Cyan detached himself from the innkeeper’s hold and went to the door. The great, dark trees, blurred with dusk, might have been painted, they stood so silently. The road ran across a meadow to the edge of the forest, and then shadow swallowed it; he could see nothing beyond the night within.

He asked, thinking of a pale, enchanting face with eyes turning black as that shadow, “What does this evil look like?”

“Monstrous, they say. Merciless.”

“Human? Or animal?”

“Human, after its fashion.”

“Does it use magic? I can’t fight sorcery.”

“Its strength is its power, so they say.” The innkeeper watched the forest nervously over Cyan’s shoulder. “It attacks travelers, steals their horses and possessions, sends them running for their lives. Four armed men together could not bring it down. But you are a knight of Gloinmere.”

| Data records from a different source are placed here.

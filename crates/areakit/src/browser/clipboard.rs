//! Browser clipboard backends.

use areakit_core::{Clipboard, ClipboardBackend, ClipboardResult};
use wasm_bindgen::prelude::*;
use wasm_bindgen::JsCast;
use wasm_bindgen_futures::JsFuture;
use web_sys::{HtmlDocument, HtmlTextAreaElement};

/// Async Clipboard API (`navigator.clipboard.writeText`).
///
/// The write is fire-and-forget: a rejected promise is logged, not reported.
#[derive(Debug, Default, Clone, Copy)]
pub struct NavigatorClipboard;

impl ClipboardBackend for NavigatorClipboard {
    fn name(&self) -> &'static str {
        "navigator.clipboard"
    }

    fn write_text(&self, text: &str) -> ClipboardResult {
        let Some(navigator) = web_sys::window().map(|w| w.navigator()) else {
            return ClipboardResult::Unavailable;
        };
        // Undefined outside secure contexts.
        let present = js_sys::Reflect::get(&navigator, &JsValue::from_str("clipboard"))
            .map(|v| !v.is_undefined() && !v.is_null())
            .unwrap_or(false);
        if !present {
            return ClipboardResult::Unavailable;
        }

        let promise = navigator.clipboard().write_text(text);
        wasm_bindgen_futures::spawn_local(async move {
            if let Err(err) = JsFuture::from(promise).await {
                tracing::warn!(?err, "clipboard write rejected");
                web_sys::console::warn_2(&"clipboard write rejected".into(), &err);
            }
        });
        ClipboardResult::Success
    }
}

/// Legacy `document.execCommand("copy")` through a hidden textarea.
#[derive(Debug, Default, Clone, Copy)]
pub struct ExecCommandClipboard;

impl ExecCommandClipboard {
    fn copy(text: &str) -> Result<bool, JsValue> {
        let document = web_sys::window()
            .and_then(|w| w.document())
            .ok_or("No document")?;
        let body = document.body().ok_or("No body")?;

        let textarea = document
            .create_element("textarea")?
            .dyn_into::<HtmlTextAreaElement>()?;
        textarea.set_value(text);
        textarea.set_attribute("readonly", "")?;
        textarea.set_attribute("style", "position:fixed;top:0;left:-9999px;opacity:0")?;
        body.append_child(&textarea)?;
        textarea.select();

        let copied = document
            .dyn_into::<HtmlDocument>()
            .map_err(|_| JsValue::from_str("Not an HTML document"))
            .and_then(|html| html.exec_command("copy"));
        textarea.remove();
        copied
    }
}

impl ClipboardBackend for ExecCommandClipboard {
    fn name(&self) -> &'static str {
        "execCommand"
    }

    fn write_text(&self, text: &str) -> ClipboardResult {
        match Self::copy(text) {
            Ok(true) => ClipboardResult::Success,
            Ok(false) => ClipboardResult::PermissionDenied,
            Err(err) => ClipboardResult::Error(format!("{err:?}")),
        }
    }
}

/// Clipboard trying the async API first and `execCommand` second.
pub fn browser_clipboard() -> Clipboard {
    Clipboard::new()
        .with_backend(NavigatorClipboard)
        .with_backend(ExecCommandClipboard)
}
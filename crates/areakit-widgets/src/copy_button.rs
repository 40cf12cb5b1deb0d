//! Copy-to-clipboard button with a feedback tooltip.
//!
//! Pressing the button opens the tooltip and, when there is text, asks the
//! runtime to write it to the clipboard. The tooltip closes after the
//! feedback delay. Each press carries a sequence number so that the dismiss
//! scheduled by an earlier press cannot close the tooltip of a later one.

use crate::tooltip::{Tooltip, TooltipPlacement};
use areakit_core::{Command, State};
use serde::{Deserialize, Serialize};
use std::time::Duration;

/// Default time the feedback tooltip stays open.
pub const DEFAULT_FEEDBACK_MS: u64 = 1600;

/// Tooltip label after copying text.
pub const COPIED_LABEL: &str = "Copied!";

/// Tooltip label when there was nothing to copy.
pub const NOTHING_TO_COPY_LABEL: &str = "Nothing to copy!";

/// Messages for [`CopyButton`].
#[derive(Debug, Clone, PartialEq, Eq)]
pub enum CopyButtonMessage {
    /// Button pressed
    Press,
    /// Feedback delay elapsed for the given press
    Dismiss {
        /// Sequence number of the press that scheduled the dismiss
        press: u64,
    },
}

/// Copy button state.
#[derive(Debug, Clone, PartialEq, Serialize, Deserialize)]
pub struct CopyButton {
    text: String,
    feedback_ms: u64,
    presses: u64,
    tooltip: Tooltip,
}

impl Default for CopyButton {
    fn default() -> Self {
        Self {
            text: String::new(),
            feedback_ms: DEFAULT_FEEDBACK_MS,
            presses: 0,
            tooltip: Tooltip::new(NOTHING_TO_COPY_LABEL).placement(TooltipPlacement::Top),
        }
    }
}

impl CopyButton {
    /// Create a button that copies `text`.
    #[must_use]
    pub fn new(text: impl Into<String>) -> Self {
        let mut button = Self::default();
        button.set_text(text);
        button
    }

    /// Set how long the tooltip stays open.
    #[must_use]
    pub const fn feedback_ms(mut self, ms: u64) -> Self {
        self.feedback_ms = ms;
        self
    }

    /// Replace the text to copy.
    pub fn set_text(&mut self, text: impl Into<String>) {
        self.text = text.into();
        self.tooltip.set_content(Self::label_for(&self.text));
    }

    /// Text that a press copies.
    #[must_use]
    pub fn text(&self) -> &str {
        &self.text
    }

    /// Feedback delay.
    #[must_use]
    pub const fn feedback(&self) -> Duration {
        Duration::from_millis(self.feedback_ms)
    }

    /// Check if the feedback tooltip is showing.
    #[must_use]
    pub const fn is_tooltip_open(&self) -> bool {
        self.tooltip.is_open()
    }

    /// Current tooltip label.
    #[must_use]
    pub fn tooltip_label(&self) -> &str {
        self.tooltip.get_content()
    }

    /// The feedback tooltip.
    #[must_use]
    pub const fn tooltip(&self) -> &Tooltip {
        &self.tooltip
    }

    fn label_for(text: &str) -> &'static str {
        if text.is_empty() {
            NOTHING_TO_COPY_LABEL
        } else {
            COPIED_LABEL
        }
    }
}

impl State for CopyButton {
    type Message = CopyButtonMessage;

    fn update(&mut self, msg: Self::Message) -> Command<Self::Message> {
        match msg {
            CopyButtonMessage::Press => {
                self.presses += 1;
                self.tooltip.set_open(true);
                let copy = if self.text.is_empty() {
                    Command::None
                } else {
                    Command::copy(self.text.clone())
                };
                Command::batch([
                    copy,
                    Command::after(
                        self.feedback(),
                        CopyButtonMessage::Dismiss {
                            press: self.presses,
                        },
                    ),
                ])
            }
            CopyButtonMessage::Dismiss { press } => {
                if press == self.presses {
                    self.tooltip.set_open(false);
                }
                Command::None
            }
        }
    }
}

#[cfg(test)]
mod tests {
    use super::*;

    #[test]
    fn test_default_label() {
        let button = CopyButton::default();
        assert_eq!(button.tooltip_label(), "Nothing to copy!");
        assert!(!button.is_tooltip_open());
        assert_eq!(button.feedback(), Duration::from_millis(1600));
    }

    #[test]
    fn test_press_copies_and_schedules_dismiss() {
        let mut button = CopyButton::new("in(1, 2)");
        let cmd = button.update(CopyButtonMessage::Press);
        assert!(button.is_tooltip_open());
        assert_eq!(button.tooltip_label(), "Copied!");
        assert_eq!(
            cmd.into_leaves(),
            vec![
                Command::copy("in(1, 2)"),
                Command::after(
                    Duration::from_millis(1600),
                    CopyButtonMessage::Dismiss { press: 1 }
                ),
            ]
        );
    }

    #[test]
    fn test_press_with_empty_text_does_not_copy() {
        let mut button = CopyButton::default().feedback_ms(10);
        let cmd = button.update(CopyButtonMessage::Press);
        assert!(button.is_tooltip_open());
        assert_eq!(
            cmd.into_leaves(),
            vec![Command::after(
                Duration::from_millis(10),
                CopyButtonMessage::Dismiss { press: 1 }
            )]
        );
    }

    #[test]
    fn test_dismiss_closes_tooltip() {
        let mut button = CopyButton::new("x");
        button.update(CopyButtonMessage::Press);
        button.update(CopyButtonMessage::Dismiss { press: 1 });
        assert!(!button.is_tooltip_open());
    }

    #[test]
    fn test_stale_dismiss_is_ignored() {
        let mut button = CopyButton::new("x");
        button.update(CopyButtonMessage::Press);
        button.update(CopyButtonMessage::Press);
        button.update(CopyButtonMessage::Dismiss { press: 1 });
        assert!(button.is_tooltip_open());
        button.update(CopyButtonMessage::Dismiss { press: 2 });
        assert!(!button.is_tooltip_open());
    }

    #[test]
    fn test_set_text_updates_label() {
        let mut button = CopyButton::new("a");
        button.set_text("");
        assert_eq!(button.tooltip_label(), "Nothing to copy!");
        assert_eq!(button.text(), "");
    }
}
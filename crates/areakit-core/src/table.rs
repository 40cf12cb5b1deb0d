//! Generic tabular data: headers, typed cells, CSV export and HTML rendering.
//!
//! A [`Table`] is an ordered list of [`Header`]s (`key` + `label`) and an
//! ordered list of [`TableRow`]s mapping keys to [`CellValue`]s. Typed rows
//! implement [`TableRecord`] so their keys always agree with their headers.

use crate::error::TableError;
use crate::number::format_number;
use serde::{Deserialize, Serialize};
use std::collections::{HashMap, HashSet};
use std::fmt::Write as _;

/// Column header: lookup key and display label.
#[derive(Debug, Clone, PartialEq, Eq, Serialize, Deserialize)]
pub struct Header {
    /// Field key used to look up cells
    pub key: String,
    /// Display label
    pub label: String,
}

impl Header {
    /// Create a new header.
    #[must_use]
    pub fn new(key: impl Into<String>, label: impl Into<String>) -> Self {
        Self {
            key: key.into(),
            label: label.into(),
        }
    }
}

/// A cell value in the table.
#[derive(Debug, Clone, PartialEq, Serialize, Deserialize)]
pub enum CellValue {
    /// Text value
    Text(String),
    /// Numeric value (may be `NaN`)
    Number(f64),
    /// Absent value
    Empty,
}

impl CellValue {
    /// Get display text for the cell.
    #[must_use]
    pub fn display(&self) -> String {
        match self {
            Self::Text(s) => s.clone(),
            Self::Number(n) => format_number(*n),
            Self::Empty => String::new(),
        }
    }

    /// Numeric value, if any.
    #[must_use]
    pub const fn as_number(&self) -> Option<f64> {
        match self {
            Self::Number(n) => Some(*n),
            _ => None,
        }
    }
}

impl From<&str> for CellValue {
    fn from(s: &str) -> Self {
        Self::Text(s.to_string())
    }
}

impl From<String> for CellValue {
    fn from(s: String) -> Self {
        Self::Text(s)
    }
}

impl From<f64> for CellValue {
    fn from(n: f64) -> Self {
        Self::Number(n)
    }
}

impl From<usize> for CellValue {
    fn from(n: usize) -> Self {
        Self::Number(n as f64)
    }
}

impl<T: Into<Self>> From<Option<T>> for CellValue {
    fn from(value: Option<T>) -> Self {
        value.map_or(Self::Empty, Into::into)
    }
}

/// A row of data in the table.
#[derive(Debug, Clone, Default, PartialEq, Serialize, Deserialize)]
pub struct TableRow {
    /// Cell values by header key
    pub cells: HashMap<String, CellValue>,
}

impl TableRow {
    /// Create a new empty row.
    #[must_use]
    pub fn new() -> Self {
        Self::default()
    }

    /// Add a cell value.
    #[must_use]
    pub fn cell(mut self, key: impl Into<String>, value: impl Into<CellValue>) -> Self {
        self.cells.insert(key.into(), value.into());
        self
    }

    /// Get a cell value.
    #[must_use]
    pub fn get(&self, key: &str) -> Option<&CellValue> {
        self.cells.get(key)
    }

    /// Display text for a key; missing cells display as empty.
    #[must_use]
    pub fn display(&self, key: &str) -> String {
        self.get(key).map(CellValue::display).unwrap_or_default()
    }
}

/// A typed row that knows its own column layout.
pub trait TableRecord {
    /// Headers in display order.
    fn headers() -> Vec<Header>;

    /// Convert to a keyed row.
    fn to_row(&self) -> TableRow;
}

/// Headers plus rows.
#[derive(Debug, Clone, Default, PartialEq, Serialize, Deserialize)]
pub struct Table {
    /// Headers in display order
    pub headers: Vec<Header>,
    /// Rows in display order
    pub rows: Vec<TableRow>,
}

impl Table {
    /// Create a table from raw headers and rows.
    #[must_use]
    pub const fn new(headers: Vec<Header>, rows: Vec<TableRow>) -> Self {
        Self { headers, rows }
    }

    /// Create a table from typed records.
    #[must_use]
    pub fn from_records<R: TableRecord>(records: &[R]) -> Self {
        Self {
            headers: R::headers(),
            rows: records.iter().map(TableRecord::to_row).collect(),
        }
    }

    /// Check that header keys are unique and every row key is declared.
    pub fn validate(&self) -> Result<(), TableError> {
        let mut keys = HashSet::with_capacity(self.headers.len());
        for header in &self.headers {
            if !keys.insert(header.key.as_str()) {
                return Err(TableError::DuplicateHeader(header.key.clone()));
            }
        }

        for (index, row) in self.rows.iter().enumerate() {
            let mut row_keys: Vec<&String> = row.cells.keys().collect();
            row_keys.sort();
            if let Some(key) = row_keys.into_iter().find(|k| !keys.contains(k.as_str())) {
                return Err(TableError::UndeclaredKey {
                    row: index,
                    key: key.clone(),
                });
            }
        }

        Ok(())
    }

    /// Render as delimited text.
    #[must_use]
    pub fn to_csv(&self, delimiter: &str) -> String {
        export_csv(&self.headers, &self.rows, delimiter)
    }

    /// Render as an HTML table with escaped cell text.
    #[must_use]
    pub fn to_html(&self) -> String {
        let mut html = String::from(r#"<table class="areakit-table"><thead><tr>"#);
        for header in &self.headers {
            let _ = write!(html, "<th>{}</th>", escape_html(&header.label));
        }
        html.push_str("</tr></thead><tbody>");
        for row in &self.rows {
            html.push_str("<tr>");
            for header in &self.headers {
                let _ = write!(html, "<td>{}</td>", escape_html(&row.display(&header.key)));
            }
            html.push_str("</tr>");
        }
        html.push_str("</tbody></table>");
        html
    }
}

/// Export headers and rows as delimited text.
///
/// The first line holds the header labels; each following line holds the
/// row's values in header order. Cells are written verbatim: values that
/// contain the delimiter or a newline are not quoted.
// TODO: quote cells containing the delimiter, a quote or a newline.
#[must_use]
pub fn export_csv(headers: &[Header], rows: &[TableRow], delimiter: &str) -> String {
    let header_line = headers
        .iter()
        .map(|h| h.label.as_str())
        .collect::<Vec<_>>()
        .join(delimiter);

    let mut lines = Vec::with_capacity(rows.len() + 1);
    lines.push(header_line);
    for row in rows {
        lines.push(
            headers
                .iter()
                .map(|h| row.display(&h.key))
                .collect::<Vec<_>>()
                .join(delimiter),
        );
    }
    lines.join("\n")
}

/// Escape text for inclusion in HTML element content or attributes.
#[must_use]
pub fn escape_html(text: &str) -> String {
    let mut out = String::with_capacity(text.len());
    for c in text.chars() {
        match c {
            '&' => out.push_str("&amp;"),
            '<' => out.push_str("&lt;"),
            '>' => out.push_str("&gt;"),
            '"' => out.push_str("&quot;"),
            '\'' => out.push_str("&#39;"),
            other => out.push(other),
        }
    }
    out
}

“And it is between me and Skye… If it stops me, I will fight it,” he promised simply, “in the name of Regis Aurum.”

He stepped into the yard to get his pack, since even the innkeeper’s menials had abandoned him. The innkeeper followed to take the gelding to the ramshackle stable.

“Thank you, Cyan Dag,” he said somberly. “You may fight evil in the king’s name, but it’s your name the plain folk around here will remember.”

Dawn was scarcely more than a flush of gray above the forest when Cyan continued his journey west. As he rode into the trees, a damp, webbed lacework of green from the heavy boughs brushed his face. No birds sang at his passage. He kept the gelding at an even pace as he watched for movement within the forest. He kept his thoughts as steady, not trying to guess what might come at him, or when, or how much warning it might give, before it struck.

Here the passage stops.